Política política.

As eleições estão chegando, e com elas a probabilidade de algum fanático político te alugar aumenta exponencialmente. Sally e Somir não gostam de conversar com gente descontrolada, mas acreditam em táticas diferentes para lidar com elas, pelo menos no campo ideológico. Os impopulares esticam a discussão, se quiserem.

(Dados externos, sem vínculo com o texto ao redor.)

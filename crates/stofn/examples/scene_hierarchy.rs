//! Scene hierarchy — headless solar system.
//!
//! Builds a sun with orbiting planets and moons, spins the sun, prints world
//! positions, then releases a planet (its moon goes with it).
//!
//! Run with: `RUST_LOG=debug cargo run -p stofn --example scene_hierarchy`

use std::cell::RefCell;
use std::rc::Rc;

use stofn::prelude::*;

// ── Subsystem ────────────────────────────────────────────────────────────

/// Keeps an orbit speed per object and forgets released ones.
#[derive(Default)]
struct Orbits {
    speeds: Pool<(f32,)>,
}

impl Orbits {
    fn spin(&self, scene: &mut Scene, dt: f32) {
        for (entity, speed) in self.speeds.iter_column::<0>() {
            let Some(mut pose) = scene.local_pose(entity) else {
                continue;
            };
            pose.rotation = Quat::from_rotation_y(speed * dt) * pose.rotation;
            scene.set_local_pose(entity, pose);
        }
    }
}

impl SceneListener for Orbits {
    fn scene_will_release_object(&mut self, scene: &Scene, entity: Entity) {
        if self.speeds.try_release_swap(entity) {
            log::info!("orbits: dropped {:?}", scene.get_name(entity));
        }
    }
}

fn main() {
    env_logger::init();

    let mut scene = Scene::with_config(SceneConfig {
        default_sublevel: Some("Solar System".to_owned()),
        ..SceneConfig::default()
    });
    let level = scene.sublevel_by_index(0);

    let orbits = Rc::new(RefCell::new(Orbits::default()));
    let listener: Rc<RefCell<dyn SceneListener>> = orbits.clone();
    scene.add_listener(Rc::downgrade(&listener));

    let Some(sun) = scene.create_child("Sun", level, HPose::IDENTITY) else {
        return;
    };
    orbits.borrow_mut().speeds.try_append(sun, (0.5,));

    let planets = [("Mercury", 4.0), ("Venus", 7.0), ("Earth", 10.0), ("Mars", 15.0)];
    for (name, distance) in planets {
        let Some(planet) = scene.create_child(name, sun, HPose::from_xyz(distance, 0.0, 0.0)) else {
            continue;
        };
        let speed = 2.0 / distance;
        orbits.borrow_mut().speeds.try_append(planet, (speed,));
        let moon = format!("{name} I");
        scene.create_child(
            &moon,
            planet,
            HPose::from_xyz(1.0, 0.0, 0.0).with_scale(Vec3::splat(0.25)),
        );
    }

    for _ in 0..10 {
        orbits.borrow().spin(&mut scene, 0.1);
    }

    let Some(hierarchy) = scene.hierarchy(level) else {
        return;
    };
    for node in hierarchy.iter() {
        let indent = "  ".repeat(node.depth() as usize);
        let name = scene.get_name(node.entity()).unwrap_or("?");
        log::info!("{indent}{name} @ {:.2}", node.world().position);
    }

    if let Some(earth) = scene.find_object("Earth") {
        scene.try_release_object(earth);
    }
    log::info!(
        "after release: {} objects, {} with orbits, Earth I present: {}",
        scene.object_count(),
        orbits.borrow().speeds.count(),
        scene.find_object("Earth I").is_some(),
    );
    scene.sanity_check();
}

Tema de hoje: qual a melhor forma de lidar com descontrolados mentais em período eleitoral?

SOMIR

Perguntar, perguntar… perguntar. Existem vários resultados interessantes nessa estratégia, e na minha opinião, é uma das únicas formas de tirar algo divertido ou mesmo construtivo desse tipo de interação.

Sou o primeiro a admitir que interesse no ser humano não é meu ponto forte. Isso é, pelo menos da forma como isso costuma acontecer com a maioria das pessoas. Sally pode confirmar: mesmo com tanto tempo de contato, eu não tenho informações básicas sobre a vida dela, por nunca perguntar. Mas ao mesmo tempo, eu sei prever boa parte do sistema de pensamento dela. Eu sei o tipo de conclusão que ela costuma tirar da maioria das informações e quase sempre quais são as referências mentais para essas conclusões.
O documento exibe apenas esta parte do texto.